The analysis of the change over time of precipitation chemistry led to the second significant result of Wake’s research in the Arctic: the development of a relationship between changes in ice core chemistry and changes in summertime sea ice extent. Lastly, his team tracked changes over time of various pollutant deposition in the ice.

During this exploration and research, a new batch of ice core scientists were educated by working on these research projects.

“Our understanding of the way climate has changed over thousands to millions of years does not come from studying meteorological records, because reliable records only extend back a few hundred years at best,” said Wake. “Rather, our understanding of climate changes in the past comes from paleoclimate records developed from the study of ice cores, tree rings, sediments, cave deposits, rocks and other natural archives.”

“[The paleoclimate record] has provided me with a perspective that allows me to say with confidence that humans have now become a major geological force capable of changing the climate system,” he said.

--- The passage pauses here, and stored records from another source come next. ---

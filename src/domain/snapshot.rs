//! Audit rows: one per filtered symbol, merging metrics, score and
//! breakdown.

use crate::domain::metrics::SymbolMetrics;
use crate::domain::scoring::ScoreBreakdown;
use crate::domain::selection::Selection;
use std::collections::BTreeMap;
use std::fmt;

#[derive(Debug, Clone, Copy, PartialEq, Eq)]
pub enum Membership {
    Core,
    Bench,
    Rejected,
}

impl Membership {
    pub fn as_str(self) -> &'static str {
        match self {
            Membership::Core => "core",
            Membership::Bench => "bench",
            Membership::Rejected => "rejected",
        }
    }
}

impl fmt::Display for Membership {
    fn fmt(&self, f: &mut fmt::Formatter<'_>) -> fmt::Result {
        f.write_str(self.as_str())
    }
}

/// Raw metric columns in output order.
pub const METRIC_COLUMNS: [&str; 9] = [
    "latest_close",
    "adv_value",
    "atr_pct",
    "median_intraday_range_bps",
    "close_volume_share",
    "no_trade_ratio",
    "efficiency_ratio",
    "orb_follow_through",
    "vwap_persistence",
];

#[derive(Debug, Clone, PartialEq)]
pub struct SnapshotRow {
    pub symbol: String,
    /// 1-based position in the score ranking.
    pub rank: usize,
    pub membership: Membership,
    pub metrics: SymbolMetrics,
    pub total: f64,
    /// Weighted factor contributions; extension keys carry the `ext_` prefix.
    pub components: Vec<(String, f64)>,
}

impl SnapshotRow {
    /// Raw metrics aligned with [`METRIC_COLUMNS`].
    pub fn metric_values(&self) -> [Option<f64>; 9] {
        let m = &self.metrics;
        [
            Some(m.latest_close),
            Some(m.adv_value),
            m.atr_pct,
            Some(m.median_intraday_range_bps),
            Some(m.close_volume_share),
            Some(m.no_trade_ratio),
            m.efficiency_ratio,
            m.orb_follow_through,
            m.vwap_persistence,
        ]
    }

    pub fn component(&self, key: &str) -> Option<f64> {
        self.components
            .iter()
            .find(|(k, _)| k == key)
            .map(|(_, v)| *v)
    }
}

/// Rows in ranking order (score descending, ties by symbol).
pub fn build_snapshot(
    ranking: &[String],
    metrics: &BTreeMap<String, SymbolMetrics>,
    breakdown: &BTreeMap<String, ScoreBreakdown>,
    selection: &Selection,
) -> Vec<SnapshotRow> {
    ranking
        .iter()
        .enumerate()
        .filter_map(|(i, symbol)| {
            let m = metrics.get(symbol)?;
            let b = breakdown.get(symbol)?;
            let membership = if selection.core.contains(symbol) {
                Membership::Core
            } else if selection.bench.contains(symbol) {
                Membership::Bench
            } else {
                Membership::Rejected
            };
            Some(SnapshotRow {
                symbol: symbol.clone(),
                rank: i + 1,
                membership,
                metrics: m.clone(),
                total: b.total,
                components: b.components(),
            })
        })
        .collect()
}

/// Union of component keys across rows, first-seen order.
pub fn component_columns(rows: &[SnapshotRow]) -> Vec<String> {
    let mut columns: Vec<String> = Vec::new();
    for row in rows {
        for (key, _) in &row.components {
            if !columns.contains(key) {
                columns.push(key.clone());
            }
        }
    }
    columns
}

#[cfg(test)]
mod tests {
    use super::*;

    fn metrics(symbol: &str) -> SymbolMetrics {
        SymbolMetrics {
            symbol: symbol.into(),
            latest_close: 20.0,
            adv_value: 1e6,
            atr_pct: Some(0.03),
            median_intraday_range_bps: 12.0,
            close_volume_share: 0.08,
            no_trade_ratio: 0.0,
            efficiency_ratio: Some(0.4),
            orb_follow_through: None,
            vwap_persistence: None,
        }
    }

    fn breakdown(total: f64, ext: bool) -> ScoreBreakdown {
        let mut extensions = BTreeMap::new();
        if ext {
            extensions.insert("efficiency_ratio".to_string(), 0.1);
        }
        ScoreBreakdown {
            total,
            liquidity: total,
            volatility: 0.0,
            cost: 0.0,
            close_liquidity: 0.0,
            zero_volume: 0.0,
            extensions,
        }
    }

    #[test]
    fn rows_follow_ranking_and_label_membership() {
        let ranking = vec!["B".to_string(), "A".to_string(), "C".to_string()];
        let metrics: BTreeMap<_, _> = ["A", "B", "C"]
            .iter()
            .map(|s| (s.to_string(), metrics(s)))
            .collect();
        let breakdown: BTreeMap<_, _> = [("A", 0.5), ("B", 0.9), ("C", 0.1)]
            .iter()
            .map(|(s, t)| (s.to_string(), breakdown(*t, false)))
            .collect();
        let selection = Selection {
            core: vec!["B".into()],
            bench: vec!["A".into()],
            ..Selection::default()
        };

        let rows = build_snapshot(&ranking, &metrics, &breakdown, &selection);
        assert_eq!(rows.len(), 3);
        assert_eq!(rows[0].symbol, "B");
        assert_eq!(rows[0].rank, 1);
        assert_eq!(rows[0].membership, Membership::Core);
        assert_eq!(rows[1].membership, Membership::Bench);
        assert_eq!(rows[2].membership, Membership::Rejected);
        assert_eq!(rows[2].component("liquidity"), Some(0.1));
        assert_eq!(rows[0].metric_values()[2], Some(0.03));
    }

    #[test]
    fn component_columns_union_in_order() {
        let row = |ext| SnapshotRow {
            symbol: "A".into(),
            rank: 1,
            membership: Membership::Core,
            metrics: metrics("A"),
            total: 1.0,
            components: breakdown(1.0, ext).components(),
        };
        let cols = component_columns(&[row(false), row(true)]);
        assert_eq!(
            cols,
            vec![
                "liquidity",
                "volatility",
                "cost",
                "close_liquidity",
                "zero_volume",
                "ext_efficiency_ratio"
            ]
        );
    }
}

Climatology… on ice! Cameron Wake, Researcher and Professor at the University of New Hampshire, is passionate about ice. He plays on it and he works on it. Hockey and ice cores shows Cam how ice is part of the fabric of life in northern New England. And the ice itself has a story to tell. For over 100 years the ice has told of the effects of climate change by marking the day of its departure from lakes in the region. And as that date gets earlier and earlier over the passing decades the ice tells the story of a warming world, even in spite of winters with snow to spare.

The Crevasse of Denial

With a 2011 Gallup poll showing only 50 percent of respondents concerned about climate change, there seems to be an obvious rift between the climate science that Wake studies and public understanding or opinion on climate change risks.

Wake pegs part of such climate change denial on citizen inclination towards certain beliefs, such as whether or not the government should interfere with business or with individual decisions. He said that climate change denial advertising campaigns paid for by Exxon/Mobile and big coal companies appeal to individuals who are predisposed against government intervention.

“It’s not really about rational thought,” said Wake, “It’s about ‘Who do you trust?’ and ‘Where do you get your news from?’ This notion that everybody is going to weigh the scientific evidence equally is garbage. That’s a world where everybody thinks rationally, and we live in a world where many individuals do no think rationally.”

He says he grapples with climate change denial a lot because it has a big impact on how climate scientists, ecologists and environmentalists go about solving the problem.

“I think for 20 years scientists have basically said, ‘Hey look, we just need to do good science and public policy will follow,’ and in fact, that’s not the case,” said Wake.

Although the rift between both public policy and opinion and what translates as a climate crisis in the data of climate science is a tough bridge to gap, Wake has made the bridging of that gap a recent focus. “My goal is to find out how it is that we engage with the rest of society, where they are, not where I am,” he said. “We need to say, ‘Where is it that you’re at that we can talk about this issue and meet on some common ground?’”

He references an October 2010 article in The New York Times about six towns in Kansas focusing on decreasing energy usage for the sake of moral obligation, energy independence and economic prosperity rather than climate change. “That’s the next step,” said Wake, “to figure out how is it that we get people to engage in this issues. Because it is so sad that it’s a political issue. It shouldn’t be.”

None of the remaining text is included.